Lonely is The Muse, is inspired by Amy Lee, the lead singer of band Evanescence. Just the overall dialogue of essentially feeling the need to be something or someone else to fit in. The chorus in the song says “I always knew I was a martyr, And that Jesus was one too. But I was built from special pieces That I learned how to unscrew, And I can always reassemble, To fit perfectly for you, Or anybody that decides, That I'm of use. Lonely is the muse”. Despite her success and fame, she still feels this need for acceptance. Saying you can always reassemble and fit somebody else whenever someone else needs you to be something. And Halsey acknowledges what she’s done in her career in the same song. The second verse is just as clear of a view of this idea as the chorus. In the second verse, she says “So whеre do I go in the process, Whеn I'm just an apparatus? I've inspired platinum records, I've earned platinum airline status., And I mined a couple diamonds, From the stories in my head, But I'm reduced to just a body, Here in someone else's bed.” She has not only been the reason for other platinum records but her own as well. And saying she mined some diamonds, in reference to the diamond records she has made, like Without Me. She did all that and yet, she feels like it doesn’t matter.


Lastly, Alice of the Upper Class, which without confirmation is claimed to have been inspired by

Avril Lavigne, is one of the 7 additional tracks added to the album in the deluxe version. Within

this song, Halsey speaks against capitalism and the American Dream. Whalsey likens her younger self to the titular character from the 1865 book, Alice in Wonderland, where she looks through the veneer of the ‘looking glass’, which serves as her ‘imposter’ adult body, at the state of the world and ultimately, the corrupt capitalism it’s in, knowing that she too, slots into it. The Alice comparisons exist in the pre chorus, which says “Like Alice through the looking glass, I'm

tired of the upper class.” She also uses the chorus to shine light on her bipolar disorder; “I'm a

freak, yeah, I'm a psycho I feel so good when I am hypomanic, I'm mechanically up all night,

though. I took another dose but I don't think it's micro, I'm a beast, yeah, I'm a monster, I knew

beauty then I lost her, In a coma, can't defrost her, Can't you see that I'm an imposter?” This album being called The Great Impersonator makes the last line hit so much harder.

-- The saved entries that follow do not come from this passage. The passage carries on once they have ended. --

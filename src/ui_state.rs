//! UI 状态管理
//!
//! 管理所有与 UI 显示相关的状态，包括主题、颜色、Toast、点击区域等。

use std::time::{Duration, Instant};

use tracing::debug;

use crate::notifier::Notifier;
use crate::theme::{get_theme_colors, Theme, ThemeColors};
use crate::ui::click_areas::ClickAreas;

/// Toast 消息
#[derive(Debug, Clone)]
pub struct Toast {
    pub message: String,
    pub expires_at: Instant,
}

impl Toast {
    pub fn new(message: impl Into<String>, duration: Duration) -> Self {
        Self {
            message: message.into(),
            expires_at: Instant::now() + duration,
        }
    }

    pub fn is_expired(&self) -> bool {
        Instant::now() >= self.expires_at
    }
}

/// UI 状态
#[derive(Debug)]
pub struct UiState {
    /// Toast 提示
    pub toast: Option<Toast>,
    /// Toast 显示时长
    pub toast_duration: Duration,
    /// 空任务提示文字
    pub empty_task_message: String,
    /// 当前主题
    pub theme: Theme,
    /// 当前颜色方案
    pub colors: ThemeColors,
    /// 是否显示帮助面板
    pub show_help: bool,
    /// 可点击区域缓存（每帧渲染时填充）
    pub click_areas: ClickAreas,
}

impl UiState {
    /// 创建新的 UI 状态
    pub fn new(theme: Theme, toast_duration: Duration, empty_task_message: String) -> Self {
        Self {
            toast: None,
            toast_duration,
            empty_task_message,
            theme,
            colors: get_theme_colors(theme),
            show_help: false,
            click_areas: ClickAreas::default(),
        }
    }

    /// 显示 Toast 消息
    pub fn show_toast(&mut self, message: impl Into<String>) {
        self.toast = Some(Toast::new(message, self.toast_duration));
    }

    /// 清除过期的 Toast
    pub fn clear_expired_toast(&mut self) {
        if let Some(ref toast) = self.toast {
            if toast.is_expired() {
                self.toast = None;
            }
        }
    }

    /// 当前可见的 Toast
    pub fn visible_toast(&self) -> Option<&Toast> {
        self.toast.as_ref().filter(|t| !t.is_expired())
    }

    /// 切换到下一个主题
    pub fn cycle_theme(&mut self) {
        self.set_theme(self.theme.next());
        self.show_toast(format!("Theme: {}", self.theme.label()));
    }

    /// 更新主题
    pub fn set_theme(&mut self, theme: Theme) {
        self.theme = theme;
        self.colors = get_theme_colors(theme);
    }

    /// 切换帮助面板显示状态
    pub fn toggle_help(&mut self) {
        self.show_help = !self.show_help;
    }
}

impl Notifier for UiState {
    fn notify_empty_task_error(&mut self) {
        debug!("empty task rejected");
        let message = self.empty_task_message.clone();
        self.show_toast(message);
    }
}

// ============================================================================
// Tests
// ============================================================================
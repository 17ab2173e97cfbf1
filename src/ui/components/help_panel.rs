//! 快捷键帮助面板

use ratatui::{
    layout::Rect,
    style::{Modifier, Style},
    text::{Line, Span},
    widgets::{Block, Borders, Clear, Paragraph},
    Frame,
};

use crate::theme::ThemeColors;

/// 帮助面板宽度
const PANEL_WIDTH: u16 = 40;
/// 帮助面板高度
const PANEL_HEIGHT: u16 = 21;

/// 渲染帮助面板
pub fn render(frame: &mut Frame, colors: &ThemeColors) {
    let area = frame.area();

    // 居中计算
    let x = area.width.saturating_sub(PANEL_WIDTH) / 2;
    let y = area.height.saturating_sub(PANEL_HEIGHT) / 2;
    let panel_area = Rect::new(
        x,
        y,
        PANEL_WIDTH.min(area.width),
        PANEL_HEIGHT.min(area.height),
    );

    // 清除背景
    frame.render_widget(Clear, panel_area);

    let block = Block::default()
        .title(" Help ")
        .title_style(
            Style::default()
                .fg(colors.highlight)
                .add_modifier(Modifier::BOLD),
        )
        .borders(Borders::ALL)
        .border_style(Style::default().fg(colors.border))
        .style(Style::default().bg(colors.bg));

    let paragraph = Paragraph::new(build_help_lines(colors)).block(block);
    frame.render_widget(paragraph, panel_area);
}

/// 构建帮助内容行
fn build_help_lines(colors: &ThemeColors) -> Vec<Line<'static>> {
    vec![
        section_header("Input", colors),
        key_line("Enter", "Add task", colors),
        key_line("Backspace", "Delete character", colors),
        key_line("Ctrl+U", "Clear input", colors),
        Line::from(""),
        section_header("List", colors),
        key_line("↑ / ↓", "Scroll", colors),
        key_line("Home/End", "First / last task", colors),
        key_line("Wheel", "Scroll", colors),
        Line::from(""),
        section_header("Other", colors),
        key_line("Ctrl+T", "Next theme", colors),
        key_line("F1", "Toggle help", colors),
        key_line("Esc", "Quit", colors),
        Line::from(""),
        Line::from(Span::styled(
            "  ──────────────────────────────────",
            Style::default().fg(colors.muted),
        )),
        Line::from(Span::styled(
            format!("  taskpad v{}", env!("CARGO_PKG_VERSION")),
            Style::default().fg(colors.text),
        )),
        Line::from(Span::styled(
            "     Press F1 or Esc to close",
            Style::default().fg(colors.muted),
        )),
    ]
}

/// 分组标题
fn section_header(title: &'static str, colors: &ThemeColors) -> Line<'static> {
    Line::from(Span::styled(
        format!("  {}", title),
        Style::default()
            .fg(colors.highlight)
            .add_modifier(Modifier::BOLD),
    ))
}

/// 快捷键行
fn key_line(key: &'static str, desc: &'static str, colors: &ThemeColors) -> Line<'static> {
    Line::from(vec![
        Span::styled(
            format!("  {:11}", key),
            Style::default()
                .fg(colors.text)
                .add_modifier(Modifier::BOLD),
        ),
        Span::styled(desc, Style::default().fg(colors.muted)),
    ])
}
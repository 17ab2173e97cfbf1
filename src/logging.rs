//! tracing 初始化
//!
//! TUI 独占 stdout，日志一律写文件（无 ANSI）。RUST_LOG 优先于配置中的级别。

use std::fs::{self, OpenOptions};
use std::path::Path;
use std::sync::Mutex;

use tracing_subscriber::EnvFilter;

use crate::error::{Result, TaskpadError};

/// 把配置里的级别收敛到 tracing 认识的几个值
fn normalize_level(level: &str) -> &'static str {
    match level.trim().to_ascii_lowercase().as_str() {
        "trace" => "trace",
        "debug" => "debug",
        "info" => "info",
        "warn" | "warning" => "warn",
        "error" => "error",
        "off" => "off",
        _ => "info",
    }
}

/// 初始化全局 subscriber，写入 `path`（追加）
pub fn init(level: &str, path: &Path) -> Result<()> {
    if let Some(parent) = path.parent() {
        if !parent.as_os_str().is_empty() {
            fs::create_dir_all(parent)?;
        }
    }
    let file = OpenOptions::new().create(true).append(true).open(path)?;

    let fallback = normalize_level(level);
    let filter = EnvFilter::try_from_default_env()
        .or_else(|_| EnvFilter::try_new(fallback))
        .unwrap_or_else(|_| EnvFilter::new("info"));

    tracing_subscriber::fmt()
        .with_env_filter(filter)
        .with_target(true)
        .with_ansi(false)
        .with_writer(Mutex::new(file))
        .try_init()
        .map_err(|e| TaskpadError::config(format!("failed to install logger: {}", e)))?;

    tracing::info!(level = fallback, log_file = %path.display(), "tracing initialized");
    Ok(())
}

#[cfg(test)]
mod tests {
    use super::*;

    #[test]
    fn test_normalize_level() {
        assert_eq!(normalize_level("DEBUG"), "debug");
        assert_eq!(normalize_level(" warning "), "warn");
        assert_eq!(normalize_level("verbose"), "info");
        assert_eq!(normalize_level(""), "info");
    }
}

In conclusion, this album is a love letter to all of Halsey’s idols. She has explained this album was “made in the space between Life and Death” and truly, it’s apparent in the subject matter. Songs like The End and Dog Years talk so heavily about the end of life but the album isn’t necessarily sad, there’s life intertwined into it as well.There’s pain, triumph, vulnerability and honesty. A lot of albums don’t check all these boxes and that’s what makes an album like this so special... And in such a tough life moment, she constructed a masterpiece. Although inspired by so many, The Great Impersonator is Halsey’s Magnum opus, one that she is the sole creator of. I want to add in the last lines of the album, from the title track, “The Great Impersonator, “Does a story die with its narrator? Surely it's forgotten soon or later. Hope they spell my name right in the paper, In here lies the great impersonator”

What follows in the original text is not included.